- [What the task asks]
Are you able to quote each entry exactly as written?

###

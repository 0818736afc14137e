//! Match results and the final output object.

use serde::{Deserialize, Serialize};
use std::collections::HashMap;

use crate::classification::BuildType;
use crate::overlay::OverlayDetection;

/// Which code path produced a match; diagnostic only, but downstream
/// sorting depends on the method *family* (hash vs ssim).
#[derive(Debug, Clone, PartialEq, Eq, Serialize, Deserialize)]
pub struct MatchMethod(pub String);

impl MatchMethod {
    pub fn new(parts: &[&str]) -> Self {
        MatchMethod(parts.join("-"))
    }

    pub fn is_hash_family(&self) -> bool {
        self.0.starts_with("hash-")
    }

    pub fn is_ssim_family(&self) -> bool {
        self.0.starts_with("ssim-")
    }

    pub fn as_str(&self) -> &str {
        &self.0
    }
}

/// One confirmed (or backfilled) identity for a slot.
#[derive(Debug, Clone, Serialize, Deserialize)]
pub struct MatchResult {
    pub group: String,
    pub slot: u32,
    pub name: String,
    pub score: f64,
    pub scale: f64,
    pub overlay_scale: Option<f64>,
    pub overlay: Option<String>,
    pub method: MatchMethod,
    /// Present only on entries produced by the
    /// `BACKFILL_MATCHES_WITH_PREFILTERED` transformation.
    pub detected_overlay: Option<OverlayDetection>,
}

/// `{group -> slot_index -> [match]}`, the matcher stage's output before
/// output transformation.
#[derive(Debug, Clone, Default, Serialize, Deserialize)]
pub struct MatchSet {
    pub by_slot: HashMap<String, HashMap<u32, Vec<MatchResult>>>,
}

impl MatchSet {
    pub fn new() -> Self {
        Self::default()
    }

    pub fn push(&mut self, result: MatchResult) {
        self.by_slot
            .entry(result.group.clone())
            .or_default()
            .entry(result.slot)
            .or_default()
            .push(result);
    }

    pub fn get(&self, group: &str, slot: u32) -> &[MatchResult] {
        self.by_slot
            .get(group)
            .and_then(|m| m.get(&slot))
            .map(|v| v.as_slice())
            .unwrap_or(&[])
    }

    pub fn is_empty_for(&self, group: &str, slot: u32) -> bool {
        self.get(group, slot).is_empty()
    }

    /// Sorts each slot's matches by method family + score at
    /// serialization time, per: hash ascending distance, ssim
    /// descending score.
    pub fn sort_for_output(&mut self) {
        for slots in self.by_slot.values_mut() {
            for matches in slots.values_mut() {
                matches.sort_by(|a, b| {
                    let a_hash = a.method.is_hash_family();
                    let b_hash = b.method.is_hash_family();
                    match (a_hash, b_hash) {
                        (true, true) => a
                            .score
                            .partial_cmp(&b.score)
                            .unwrap_or(std::cmp::Ordering::Equal),
                        (false, false) => b
                            .score
                            .partial_cmp(&a.score)
                            .unwrap_or(std::cmp::Ordering::Equal),
                        (true, false) => std::cmp::Ordering::Less,
                        (false, true) => std::cmp::Ordering::Greater,
                    }
                });
            }
        }
    }
}

/// The final output object returned to the caller.
#[derive(Debug, Clone, Serialize, Deserialize)]
pub struct PipelineOutput {
    pub matches: MatchSet,
    pub prefiltered_icons: crate::candidate::PrefilterResult,
    pub detected_overlays: HashMap<String, HashMap<u32, OverlayDetection>>,
    pub build_type: Option<BuildType>,
    pub transformations_applied: Vec<String>,
}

###

- [Response for this exercise]
repository 0818736afc14137e
//! Match results and the final output object.

use serde::{Deserialize, Serialize};
use std::collections::HashMap;

use crate::classification::BuildType;
use crate::overlay::OverlayDetection;

/// Which code path produced a match; diagnostic only, but downstream
/// sorting depends on the method *family* (hash vs ssim).
#[derive(Debug, Clone, PartialEq, Eq, Serialize, Deserialize)]
pub struct MatchMethod(pub String);

impl MatchMethod {
    pub fn new(parts: &[&str]) -> Self {
        MatchMethod(parts.join("-"))
    }

    pub fn is_hash_family(&self) -> bool {
        self.0.starts_with("hash-")
    }

    pub fn is_ssim_family(&self) -> bool {
        self.0.starts_with("ssim-")
    }

    pub fn as_str(&self) -> &str {
        &self.0
    }
}

/// One confirmed (or backfilled) identity for a slot.
#[derive(Debug, Clone, Serialize, Deserialize)]
pub struct MatchResult {
    pub group: String,
    pub slot: u32,
    pub name: String,
    pub score: f64,
    pub scale: f64,
    pub overlay_scale: Option<f64>,
    pub overlay: Option<String>,
    pub method: MatchMethod,
    /// Present only on entries produced by the
    /// `BACKFILL_MATCHES_WITH_PREFILTERED` transformation.
    pub detected_overlay: Option<OverlayDetection>,
}

/// `{group -> slot_index -> [match]}`, the matcher stage's output before
/// output transformation.
#[derive(Debug, Clone, Default, Serialize, Deserialize)]
pub struct MatchSet {
    pub by_slot: HashMap<String, HashMap<u32, Vec<MatchResult>>>,
}

impl MatchSet {
    pub fn new() -> Self {
        Self::default()
    }

    pub fn push(&mut self, result: MatchResult) {
        self.by_slot
            .entry(result.group.clone())
            .or_default()
            .entry(result.slot)
            .or_default()
            .push(result);
    }

    pub fn get(&self, group: &str, slot: u32) -> &[MatchResult] {
        self.by_slot
            .get(group)
            .and_then(|m| m.get(&slot))
            .map(|v| v.as_slice())
            .unwrap_or(&[])
    }

    pub fn is_empty_for(&self, group: &str, slot: u32) -> bool {
        self.get(group, slot).is_empty()
    }

    /// Sorts each slot's matches by method family + score at
    /// serialization time, per: hash ascending distance, ssim
    /// descending score.
    pub fn sort_for_output(&mut self) {
        for slots in self.by_slot.values_mut() {
            for matches in slots.values_mut() {
                matches.sort_by(|a, b| {
                    let a_hash = a.method.is_hash_family();
                    let b_hash = b.method.is_hash_family();
                    match (a_hash, b_hash) {
                        (true, true) => a
                            .score
                            .partial_cmp(&b.score)
                            .unwrap_or(std::cmp::Ordering::Equal),
                        (false, false) => b
                            .score
                            .partial_cmp(&a.score)
                            .unwrap_or(std::cmp::Ordering::Equal),
                        (true, false) => std::cmp::Ordering::Less,
                        (false, true) => std::cmp::Ordering::Greater,
                    }
                });
            }
        }
    }
}

/// The final output object returned to the caller.
#[derive(Debug, Clone, Serialize, Deserialize)]
pub struct PipelineOutput {
    pub matches: MatchSet,
    pub prefiltered_icons: crate::candidate::PrefilterResult,
    pub detected_overlays: HashMap<String, HashMap<u32, OverlayDetection>>,
    pub build_type: Option<BuildType>,
    pub transformations_applied: Vec<String>,
}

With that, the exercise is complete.